Personally I didn't go down the book route. A long time ago there were some great sites such as Codewalkers. Tutorials were designed to ease you in. These days most of them assume you already know PHP.
One thing I would make sure is that if you do get a book - you get one released in the last 12 months. PHP is changing massively right now, and the last 12 months has seen the biggest improvements in years, with things like the PSR coding standards, Composer packages, and finally the sense that all PHP code should be object orientated.
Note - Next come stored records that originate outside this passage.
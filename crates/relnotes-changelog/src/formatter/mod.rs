//! Changelog formatters

mod markdown;

pub use markdown::MarkdownFormatter;

use relnotes_core::OutputConfig;

use crate::types::ClassifiedReport;

/// Trait for changelog formatters
pub trait ChangelogFormatter: Send + Sync {
    /// Format a classified report to string
    fn format(&self, report: &ClassifiedReport, config: &OutputConfig) -> String;
}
A lot of older books really teach PHP the wrong way and basically run through saying 'this is an if statement' 'this is a function' etc. They dont show any real practical, big usage. Most that are 3 or 4 years old dont really even go into things like prepared statements, which are an essential starting point to prevent things like XSS attacks on your database.
There's a lot to learn - only attempt it if you're seriously wanting to learn PHP. The best way to do it these days would probably be to dive right in and try creating a basic project such as a blog or cms - this can be done relatively quickly and you can re-itterate over your code until you get the hang of things, and understand how everthing works. It'll also give you a good starting point as you'd have created a 'CRUD' system (Create, Read, Update, Delete).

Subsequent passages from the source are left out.